● **Activity**: Narrow the data below down to the lines containing "many".

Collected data
┌──

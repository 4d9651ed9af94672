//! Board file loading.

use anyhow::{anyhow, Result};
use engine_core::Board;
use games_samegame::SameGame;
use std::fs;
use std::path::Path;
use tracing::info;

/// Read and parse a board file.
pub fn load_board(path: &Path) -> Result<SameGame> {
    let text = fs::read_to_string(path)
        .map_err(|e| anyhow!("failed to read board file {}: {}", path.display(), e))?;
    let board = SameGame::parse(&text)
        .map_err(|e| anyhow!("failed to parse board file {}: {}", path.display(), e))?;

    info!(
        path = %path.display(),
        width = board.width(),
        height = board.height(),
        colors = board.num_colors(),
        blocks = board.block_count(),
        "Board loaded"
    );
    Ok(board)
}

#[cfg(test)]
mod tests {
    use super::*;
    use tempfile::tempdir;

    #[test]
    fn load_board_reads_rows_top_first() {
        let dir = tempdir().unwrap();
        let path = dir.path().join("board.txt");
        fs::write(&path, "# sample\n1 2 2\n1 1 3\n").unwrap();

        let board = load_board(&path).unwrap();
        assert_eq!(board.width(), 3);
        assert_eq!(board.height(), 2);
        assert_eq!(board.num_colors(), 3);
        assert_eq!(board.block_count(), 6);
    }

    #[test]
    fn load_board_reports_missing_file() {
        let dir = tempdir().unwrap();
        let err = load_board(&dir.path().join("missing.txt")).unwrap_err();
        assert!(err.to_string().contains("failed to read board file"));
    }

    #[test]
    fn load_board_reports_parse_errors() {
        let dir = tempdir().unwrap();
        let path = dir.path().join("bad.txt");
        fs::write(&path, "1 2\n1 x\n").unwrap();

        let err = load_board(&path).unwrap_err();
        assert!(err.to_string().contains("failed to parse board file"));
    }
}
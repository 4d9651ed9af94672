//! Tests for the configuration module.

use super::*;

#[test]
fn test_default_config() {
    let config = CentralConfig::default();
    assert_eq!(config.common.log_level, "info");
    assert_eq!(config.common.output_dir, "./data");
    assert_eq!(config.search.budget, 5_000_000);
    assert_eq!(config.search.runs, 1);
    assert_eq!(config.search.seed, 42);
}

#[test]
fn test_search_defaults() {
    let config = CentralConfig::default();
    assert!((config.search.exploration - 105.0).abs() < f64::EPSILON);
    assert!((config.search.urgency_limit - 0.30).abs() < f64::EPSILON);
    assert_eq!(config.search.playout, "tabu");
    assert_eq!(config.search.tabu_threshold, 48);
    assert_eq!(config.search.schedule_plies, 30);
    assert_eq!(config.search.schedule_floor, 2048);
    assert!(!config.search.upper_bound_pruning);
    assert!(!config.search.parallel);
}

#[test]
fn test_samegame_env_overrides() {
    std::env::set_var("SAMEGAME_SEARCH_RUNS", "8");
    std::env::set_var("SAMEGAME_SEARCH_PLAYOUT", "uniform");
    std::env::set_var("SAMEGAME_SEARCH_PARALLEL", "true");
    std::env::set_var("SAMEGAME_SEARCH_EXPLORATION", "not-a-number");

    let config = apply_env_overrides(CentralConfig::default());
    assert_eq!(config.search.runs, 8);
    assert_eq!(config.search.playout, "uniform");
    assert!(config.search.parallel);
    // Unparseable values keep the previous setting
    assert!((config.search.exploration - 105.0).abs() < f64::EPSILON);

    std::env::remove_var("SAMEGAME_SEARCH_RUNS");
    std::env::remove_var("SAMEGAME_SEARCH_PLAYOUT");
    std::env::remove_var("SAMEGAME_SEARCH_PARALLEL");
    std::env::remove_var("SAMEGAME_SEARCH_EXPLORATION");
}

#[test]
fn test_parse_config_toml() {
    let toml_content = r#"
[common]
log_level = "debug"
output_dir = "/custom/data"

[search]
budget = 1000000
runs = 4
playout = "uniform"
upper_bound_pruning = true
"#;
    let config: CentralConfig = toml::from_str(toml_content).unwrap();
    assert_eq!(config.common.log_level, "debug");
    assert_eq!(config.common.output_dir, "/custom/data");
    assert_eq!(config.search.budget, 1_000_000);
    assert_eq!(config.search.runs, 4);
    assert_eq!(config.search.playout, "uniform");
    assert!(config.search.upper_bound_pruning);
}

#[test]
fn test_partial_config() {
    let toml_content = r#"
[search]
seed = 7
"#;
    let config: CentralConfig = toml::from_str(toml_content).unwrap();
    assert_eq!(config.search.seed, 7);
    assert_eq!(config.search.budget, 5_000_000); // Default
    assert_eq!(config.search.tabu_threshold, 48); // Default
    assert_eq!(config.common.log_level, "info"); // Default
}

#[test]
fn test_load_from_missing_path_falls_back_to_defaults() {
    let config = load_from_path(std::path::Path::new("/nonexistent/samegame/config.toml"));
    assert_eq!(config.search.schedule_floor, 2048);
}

└──
┌──

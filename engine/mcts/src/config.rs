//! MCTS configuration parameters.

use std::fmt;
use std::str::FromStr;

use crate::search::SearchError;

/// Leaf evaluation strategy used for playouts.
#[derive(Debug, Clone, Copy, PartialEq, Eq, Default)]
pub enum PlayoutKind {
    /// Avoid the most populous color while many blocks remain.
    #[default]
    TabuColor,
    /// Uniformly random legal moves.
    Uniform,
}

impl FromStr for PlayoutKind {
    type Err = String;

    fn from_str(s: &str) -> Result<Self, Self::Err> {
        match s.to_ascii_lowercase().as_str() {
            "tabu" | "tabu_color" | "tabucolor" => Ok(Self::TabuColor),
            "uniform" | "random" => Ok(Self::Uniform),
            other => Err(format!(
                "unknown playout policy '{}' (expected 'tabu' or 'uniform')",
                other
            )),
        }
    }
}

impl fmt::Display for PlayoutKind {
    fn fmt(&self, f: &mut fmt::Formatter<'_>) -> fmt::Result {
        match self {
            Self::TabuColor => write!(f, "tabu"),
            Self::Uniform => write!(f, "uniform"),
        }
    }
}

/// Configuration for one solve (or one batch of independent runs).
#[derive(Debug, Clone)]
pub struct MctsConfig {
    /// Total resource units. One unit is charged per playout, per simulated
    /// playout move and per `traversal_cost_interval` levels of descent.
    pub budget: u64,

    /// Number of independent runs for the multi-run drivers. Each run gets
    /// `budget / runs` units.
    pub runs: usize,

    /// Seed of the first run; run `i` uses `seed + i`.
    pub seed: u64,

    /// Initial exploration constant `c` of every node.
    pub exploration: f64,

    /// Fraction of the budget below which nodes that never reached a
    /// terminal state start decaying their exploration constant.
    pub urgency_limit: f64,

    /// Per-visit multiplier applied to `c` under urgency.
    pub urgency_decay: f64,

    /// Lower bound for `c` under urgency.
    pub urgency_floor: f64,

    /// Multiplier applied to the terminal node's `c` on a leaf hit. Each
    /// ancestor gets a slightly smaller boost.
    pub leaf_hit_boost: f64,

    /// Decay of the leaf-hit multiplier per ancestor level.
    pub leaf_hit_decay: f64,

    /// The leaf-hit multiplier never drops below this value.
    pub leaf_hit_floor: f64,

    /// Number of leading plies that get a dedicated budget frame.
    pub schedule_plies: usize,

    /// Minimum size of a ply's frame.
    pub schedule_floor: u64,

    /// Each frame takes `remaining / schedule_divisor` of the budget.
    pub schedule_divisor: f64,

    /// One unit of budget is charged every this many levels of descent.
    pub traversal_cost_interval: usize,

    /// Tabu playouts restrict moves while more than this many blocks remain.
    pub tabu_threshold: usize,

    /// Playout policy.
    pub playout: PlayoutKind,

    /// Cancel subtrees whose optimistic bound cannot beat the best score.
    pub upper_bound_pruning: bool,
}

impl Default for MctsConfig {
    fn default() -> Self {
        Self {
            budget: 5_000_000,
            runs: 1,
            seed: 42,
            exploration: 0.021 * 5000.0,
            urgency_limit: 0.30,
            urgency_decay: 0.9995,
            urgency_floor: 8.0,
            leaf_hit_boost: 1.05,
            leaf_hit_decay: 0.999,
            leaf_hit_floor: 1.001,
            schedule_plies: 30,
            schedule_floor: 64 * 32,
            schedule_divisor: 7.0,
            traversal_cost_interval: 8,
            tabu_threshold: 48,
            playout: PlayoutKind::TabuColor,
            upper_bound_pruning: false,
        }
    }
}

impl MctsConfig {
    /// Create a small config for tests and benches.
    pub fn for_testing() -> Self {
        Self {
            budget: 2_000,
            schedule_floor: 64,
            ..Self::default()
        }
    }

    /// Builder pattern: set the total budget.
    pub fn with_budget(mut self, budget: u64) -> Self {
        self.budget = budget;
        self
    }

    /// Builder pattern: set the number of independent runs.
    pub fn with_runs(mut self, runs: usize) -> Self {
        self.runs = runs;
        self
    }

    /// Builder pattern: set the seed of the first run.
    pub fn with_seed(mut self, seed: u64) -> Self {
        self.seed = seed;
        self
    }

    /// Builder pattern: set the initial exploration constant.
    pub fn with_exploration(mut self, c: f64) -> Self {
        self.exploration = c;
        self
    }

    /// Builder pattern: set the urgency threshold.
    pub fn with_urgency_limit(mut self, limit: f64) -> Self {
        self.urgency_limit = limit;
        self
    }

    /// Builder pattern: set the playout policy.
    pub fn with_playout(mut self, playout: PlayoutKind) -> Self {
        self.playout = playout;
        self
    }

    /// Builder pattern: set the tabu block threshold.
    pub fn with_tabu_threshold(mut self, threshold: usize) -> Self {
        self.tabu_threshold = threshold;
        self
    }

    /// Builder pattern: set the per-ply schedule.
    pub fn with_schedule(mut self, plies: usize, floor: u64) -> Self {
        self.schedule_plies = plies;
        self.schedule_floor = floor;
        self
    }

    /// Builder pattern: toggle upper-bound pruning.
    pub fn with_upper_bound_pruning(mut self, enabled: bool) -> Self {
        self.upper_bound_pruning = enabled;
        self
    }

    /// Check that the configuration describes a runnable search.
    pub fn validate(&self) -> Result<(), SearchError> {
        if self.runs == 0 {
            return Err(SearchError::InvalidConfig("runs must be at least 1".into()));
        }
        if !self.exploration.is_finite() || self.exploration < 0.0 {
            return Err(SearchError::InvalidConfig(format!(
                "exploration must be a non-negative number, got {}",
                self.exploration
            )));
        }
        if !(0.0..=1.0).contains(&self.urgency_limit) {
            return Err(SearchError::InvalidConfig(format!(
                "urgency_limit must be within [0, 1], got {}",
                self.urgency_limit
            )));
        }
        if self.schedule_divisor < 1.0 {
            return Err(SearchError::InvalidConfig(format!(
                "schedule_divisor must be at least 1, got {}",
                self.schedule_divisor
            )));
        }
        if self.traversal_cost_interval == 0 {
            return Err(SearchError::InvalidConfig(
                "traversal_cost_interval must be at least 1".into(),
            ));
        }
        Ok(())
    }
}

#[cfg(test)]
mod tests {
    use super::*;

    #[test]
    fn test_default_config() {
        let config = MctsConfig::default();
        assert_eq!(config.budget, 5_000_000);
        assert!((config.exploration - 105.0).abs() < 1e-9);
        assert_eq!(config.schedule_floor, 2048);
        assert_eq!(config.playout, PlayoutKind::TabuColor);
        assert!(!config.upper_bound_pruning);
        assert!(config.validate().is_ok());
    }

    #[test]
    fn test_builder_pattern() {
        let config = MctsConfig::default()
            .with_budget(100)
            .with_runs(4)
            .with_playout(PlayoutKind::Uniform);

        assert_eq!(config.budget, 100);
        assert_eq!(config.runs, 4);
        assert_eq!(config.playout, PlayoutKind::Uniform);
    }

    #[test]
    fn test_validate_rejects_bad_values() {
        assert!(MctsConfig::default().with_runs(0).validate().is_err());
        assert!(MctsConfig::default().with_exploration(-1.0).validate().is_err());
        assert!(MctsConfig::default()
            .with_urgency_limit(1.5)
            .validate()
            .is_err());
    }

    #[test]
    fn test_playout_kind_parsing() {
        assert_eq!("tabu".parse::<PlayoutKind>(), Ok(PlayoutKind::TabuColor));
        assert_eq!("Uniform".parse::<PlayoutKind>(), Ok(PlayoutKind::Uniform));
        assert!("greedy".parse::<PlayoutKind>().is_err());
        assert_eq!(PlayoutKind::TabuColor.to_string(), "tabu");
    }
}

└──

● **Your response**:
    /// Avoid the most populous color while many blocks remain.
    /// One unit of budget is charged every this many levels of descent.
    /// Tabu playouts restrict moves while more than this many blocks remain.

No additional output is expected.